Section I (lines 1-8) Summary

Get out the microscope, because we’re going through this poem line-by-line.

Line 1

By the road to the contagious hospital

  • Alright, get out the highlighters for this first line, because it’s really important.
  • The phrase "By the road" begins to set the scene. It doesn’t tell us exactly where we are, but it makes it easy to imagine the speaker traveling, moving from Point A to Point B, and stopping to look out over the landscape described in the poem.
  • The last two words in the line make a much bigger difference. We learn that this road leads to the "contagious hospital."
  • Any way you look at it, that phrase sounds like bad news, a place you already don’t want to go.
  • The word "contagious" sets the mood for the poem, so bear with us as we dig into the background just a little.
  • It seems important to know that Williams earned his living as a doctor. We can’t know if this poem is about an experience he had, but he definitely would have been familiar with hospitals.
  • The difference between an open field and a hospital ward might seem clear to us, but it would have been very real for Williams.

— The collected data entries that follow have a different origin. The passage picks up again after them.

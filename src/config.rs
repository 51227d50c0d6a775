//! Configuration for the tracker, layered the way the teacher's
//! `HlsConfig` aggregates per-concern sub-configs (see `hls/config.rs`).

use std::time::Duration;

/// Data-type classification used by the retry policy (spec §4.3, §6 Defaults).
#[derive(Debug, Clone, Copy, PartialEq, Eq, Hash)]
pub enum DataType {
    /// The multivariant (master) playlist, fetched exactly once per `start`.
    Manifest,
    /// A media (variant or alternate-rendition) playlist reload.
    MediaPlaylist,
}

/// Top-level tracker configuration.
#[derive(Debug, Clone)]
pub struct TrackerConfig {
    pub retry: RetryConfig,
    pub playlist: PlaylistTimingConfig,
}

impl Default for TrackerConfig {
    fn default() -> Self {
        Self {
            retry: RetryConfig::default(),
            playlist: PlaylistTimingConfig::default(),
        }
    }
}

/// Backoff parameters for the default retry policy (grounded on the
/// teacher's `hls::retry::RetryPolicy`).
#[derive(Debug, Clone)]
pub struct RetryConfig {
    /// Minimum retry count required before a data type's load is allowed
    /// to give up; the manifest class gets more patience than a routine
    /// media-playlist reload (spec §6: "First multivariant load uses the
    /// policy's min-retry for the manifest class").
    pub min_retries_manifest: u32,
    pub min_retries_media_playlist: u32,
    /// Base delay for exponential backoff. Actual delay = base * 2^attempt,
    /// capped at `max_delay`, with optional jitter.
    pub base_delay: Duration,
    pub max_delay: Duration,
    pub jitter: bool,
}

impl Default for RetryConfig {
    fn default() -> Self {
        Self {
            min_retries_manifest: 3,
            min_retries_media_playlist: 1,
            base_delay: Duration::from_millis(500),
            max_delay: Duration::from_secs(15),
            jitter: true,
        }
    }
}

/// Timing constants used by the bundle state machine (spec §4.5, §6 Defaults).
#[derive(Debug, Clone)]
pub struct PlaylistTimingConfig {
    /// Multiplier applied to `targetDuration` to decide a live playlist is
    /// stuck (spec §4.5, default 3.5).
    pub stuck_coefficient: f64,
    /// Floor for `isSnapshotValid` (spec §4.5, default 30_000 ms).
    pub snapshot_validity_floor: Duration,
    /// Timeout applied to a single playlist fetch (not part of spec.md;
    /// ambient stack addition mirroring `initial_playlist_fetch_timeout`
    /// in the teacher's `HlsPlaylistConfig`).
    pub fetch_timeout: Duration,
}

impl Default for PlaylistTimingConfig {
    fn default() -> Self {
        Self {
            stuck_coefficient: 3.5,
            snapshot_validity_floor: Duration::from_secs(30),
            fetch_timeout: Duration::from_secs(15),
        }
    }
}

At the time that the poem was written, infectious disease was still a big deal in America, and you needed separate spaces to confine anyone with a disease like smallpox.
  • Don’t worry; we won’t do too much medical history. Just keep in mind that the word "contagious" makes the image of the hospital even more intense. It’s a place you really don’t want to end up in – maybe even as a doctor.
  • To our ears, the wording of the phrase might even make you feel like the hospital itself is contagious, so filled with sickness that it starts to spread disease.
  • What does it mean to start a poem about nature with the image of a road and a scary, disease-ridden building?

Lines 2-4

under the surge of the blue
mottled clouds driven from the
northeast-a cold wind. Beyond, the

  • Immediately, the road and the hospital disappear, and the sentence continues with a description of the clouds.
  • Thinking of your standard clouds, you might imagine a sort of cheerful, fluffy thing in the sky.
  • Not these clouds. There’s nothing scary about them exactly, but nothing comforting either.
  • These clouds don’t "drift" or "float" – they "surge." These clouds rush into the poem, filled with power, hurried along by the wind.
  • Where some clouds might be a comforting, even white, these are "blue-mottled."
  • Finally, we end the sentence with "a cold wind."
  • We haven’t seen very much yet, but we’ve learned a lot about the texture, the mood of this scene.
  • We don’t mean to run this into the ground, but this is definitely a poem that’s designed to make you practically taste every word, to feel how cold that wind is, to imagine that hospital looming in the distance.
  • Bottom line, this starts out on a pretty bleak note. Not miserable, necessarily, just a cold, blustery and not-too-welcoming sky.

Lines 5-8

waste of broad, muddy fields
brown with dried weeds, standing and fallen

patches of standing water
the scattering of tall trees

  • Things don’t get a lot happier here.
  • As if we are watching a shot in a movie, we pan down toward the land and outward toward the fields. For the first time, we see plants, brown and dry, as well as mud, dirty water, etc.
  • It’s a "waste," as the speaker puts it: an empty space, without any life that the eye can see.
  • Yet, as we move on, we also start to look closer, to see how the elements of the landscape and the poem fit together.
  • Williams isn’t big on rhyme and meter, but check out the sneaky way that he ties together the pieces of this poem. In the sixth line, we see weeds that are "standing and fallen." Then, in the seventh, we see "patches of standing water."
  • We know that weeds and water don’t "stand" in the same way, but the repetition of that word fits those two lines together like puzzle pieces. So, even if the landscape isn’t exactly pretty, it does "rhyme" in a way.
  • Also, the next line includes the word "tall" which sounds a lot like "fallen."
  • Notice how Williams has given up on periods? You’ll get a handful of dashes here and there, and a few commas, but, as far as full sentences go, that first one is about all he offers. What effect does this have on your experience as you read the poem?